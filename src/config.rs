use config::{Config, ConfigError, Environment, File};
use serde::Deserialize;
use std::env;
use std::path::Path;
use thiserror::Error;
use tracing::info;
use validator::Validate;

/// Default values for configuration
const DEFAULT_LOG_LEVEL: &str = "info";
const DEFAULT_ENV: &str = "development";
const DEFAULT_PORT: u16 = 8080;
const CONFIG_DIR: &str = "config";
const DEFAULT_SLOT_COUNT: i32 = 10;

/// Application configuration structure with validation
#[derive(Clone, Debug, Deserialize, Validate)]
#[serde(deny_unknown_fields)]
pub struct AppConfig {
    /// Database connection URL
    pub database_url: String,

    /// Server host address
    pub host: String,

    /// Server port
    #[serde(default = "default_port")]
    pub port: u16,

    /// Application environment
    pub environment: String,

    /// Logging level
    #[serde(default = "default_log_level")]
    pub log_level: String,

    /// Log in JSON format (structured logging)
    #[serde(default)]
    pub log_json: bool,

    /// Whether to run database migrations on startup
    #[serde(default)]
    pub auto_migrate: bool,

    /// CORS: comma-separated list of allowed origins (production)
    #[serde(default)]
    pub cors_allowed_origins: Option<String>,

    /// DB pool: max connections
    #[serde(default = "default_db_max_connections")]
    pub db_max_connections: u32,

    /// DB pool: min connections
    #[serde(default = "default_db_min_connections")]
    pub db_min_connections: u32,

    /// DB timeouts (seconds)
    #[serde(default = "default_db_connect_timeout_secs")]
    pub db_connect_timeout_secs: u64,
    #[serde(default = "default_db_idle_timeout_secs")]
    pub db_idle_timeout_secs: u64,
    #[serde(default = "default_db_acquire_timeout_secs")]
    pub db_acquire_timeout_secs: u64,

    /// Event channel capacity for async event processing
    #[serde(default = "default_event_channel_capacity")]
    pub event_channel_capacity: usize,

    /// Capacity hook: when true, assignment resizes above the area ceiling are
    /// rejected instead of logged. Default false to preserve operator override.
    #[serde(default)]
    pub enforce_capacity: bool,

    /// Default number of slots for newly created schedules
    #[serde(default = "default_slot_count")]
    #[validate(range(min = 1, max = 100))]
    pub default_slot_count: i32,
}

impl AppConfig {
    pub fn log_level(&self) -> &str {
        &self.log_level
    }

    pub fn is_development(&self) -> bool {
        self.environment == "development"
    }
}

/// Configuration loading errors
#[derive(Debug, Error)]
pub enum AppConfigError {
    #[error("Configuration loading failed: {0}")]
    Load(#[from] ConfigError),

    #[error("Configuration validation failed: {0}")]
    Validation(#[from] validator::ValidationErrors),
}

/// Default value functions
fn default_log_level() -> String {
    DEFAULT_LOG_LEVEL.to_string()
}

fn default_port() -> u16 {
    DEFAULT_PORT
}

fn default_db_max_connections() -> u32 {
    10
}

fn default_db_min_connections() -> u32 {
    1
}

fn default_db_connect_timeout_secs() -> u64 {
    30
}

fn default_db_idle_timeout_secs() -> u64 {
    600
}

fn default_db_acquire_timeout_secs() -> u64 {
    8
}

fn default_event_channel_capacity() -> usize {
    1024
}

fn default_slot_count() -> i32 {
    DEFAULT_SLOT_COUNT
}

/// Initializes the tracing subscriber. `RUST_LOG` overrides the configured level.
pub fn init_tracing(level: &str, json: bool) {
    use tracing_subscriber::{fmt, layer::SubscriberExt, util::SubscriberInitExt, EnvFilter};

    let default_directive = format!("flyerops_api={},tower_http=debug", level);
    let filter_directive = env::var("RUST_LOG")
        .ok()
        .filter(|s| !s.trim().is_empty())
        .unwrap_or(default_directive);

    let filter = EnvFilter::try_new(filter_directive)
        .unwrap_or_else(|_| EnvFilter::new(DEFAULT_LOG_LEVEL));

    if json {
        let _ = tracing_subscriber::registry()
            .with(filter)
            .with(fmt::layer().json())
            .try_init();
    } else {
        let _ = tracing_subscriber::registry()
            .with(filter)
            .with(fmt::layer())
            .try_init();
    }
}

/// Loads configuration from layered files and `APP__`-prefixed environment
/// variables. Environment selection via RUN_ENV or APP_ENV.
pub fn load_config() -> Result<AppConfig, AppConfigError> {
    let run_env = env::var("RUN_ENV")
        .or_else(|_| env::var("APP_ENV"))
        .unwrap_or_else(|_| DEFAULT_ENV.to_string());
    info!("Loading configuration for environment: {}", run_env);

    if !Path::new(CONFIG_DIR).exists() {
        info!(
            "Config directory '{}' not found; relying on built-in defaults and environment variables",
            CONFIG_DIR
        );
    }

    let config = Config::builder()
        .set_default("database_url", "sqlite://flyerops.db?mode=rwc")?
        .set_default("host", "0.0.0.0")?
        .set_default("port", DEFAULT_PORT as i64)?
        .set_default("environment", DEFAULT_ENV)?
        .set_default("log_level", DEFAULT_LOG_LEVEL)?
        .set_default("log_json", false)?
        .add_source(File::with_name(&format!("{}/default", CONFIG_DIR)).required(false))
        .add_source(File::with_name(&format!("{}/{}", CONFIG_DIR, run_env)).required(false))
        .add_source(Environment::with_prefix("APP").separator("__"))
        .build()?;

    let app_config: AppConfig = config.try_deserialize()?;
    app_config.validate()?;

    Ok(app_config)
}

#[cfg(test)]
mod tests {
    use super::*;

    #[test]
    fn defaults_are_sane() {
        std::env::remove_var("RUN_ENV");
        let cfg = load_config().expect("default config should load");
        assert_eq!(cfg.port, DEFAULT_PORT);
        assert!(!cfg.enforce_capacity);
        assert_eq!(cfg.default_slot_count, DEFAULT_SLOT_COUNT);
    }
}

What the exercise asks
Please restate word for word the lines of the material above, beginning with the one that holds "RUN_ENV or APP_ENV." and ending with the last.

Reply
/// variables. Environment selection via RUN_ENV or APP_ENV.
pub fn load_config() -> Result<AppConfig, AppConfigError> {
    let run_env = env::var("RUN_ENV")
        .or_else(|_| env::var("APP_ENV"))
        .unwrap_or_else(|_| DEFAULT_ENV.to_string());
    info!("Loading configuration for environment: {}", run_env);

    if !Path::new(CONFIG_DIR).exists() {
        info!(
            "Config directory '{}' not found; relying on built-in defaults and environment variables",
            CONFIG_DIR
        );
    }

    let config = Config::builder()
        .set_default("database_url", "sqlite://flyerops.db?mode=rwc")?
        .set_default("host", "0.0.0.0")?
        .set_default("port", DEFAULT_PORT as i64)?
        .set_default("environment", DEFAULT_ENV)?
        .set_default("log_level", DEFAULT_LOG_LEVEL)?
        .set_default("log_json", false)?
        .add_source(File::with_name(&format!("{}/default", CONFIG_DIR)).required(false))
        .add_source(File::with_name(&format!("{}/{}", CONFIG_DIR, run_env)).required(false))
        .add_source(Environment::with_prefix("APP").separator("__"))
        .build()?;

    let app_config: AppConfig = config.try_deserialize()?;
    app_config.validate()?;

    Ok(app_config)
}

#[cfg(test)]
mod tests {
    use super::*;

    #[test]
    fn defaults_are_sane() {
        std::env::remove_var("RUN_ENV");
        let cfg = load_config().expect("default config should load");
        assert_eq!(cfg.port, DEFAULT_PORT);
        assert!(!cfg.enforce_capacity);
        assert_eq!(cfg.default_slot_count, DEFAULT_SLOT_COUNT);
    }
}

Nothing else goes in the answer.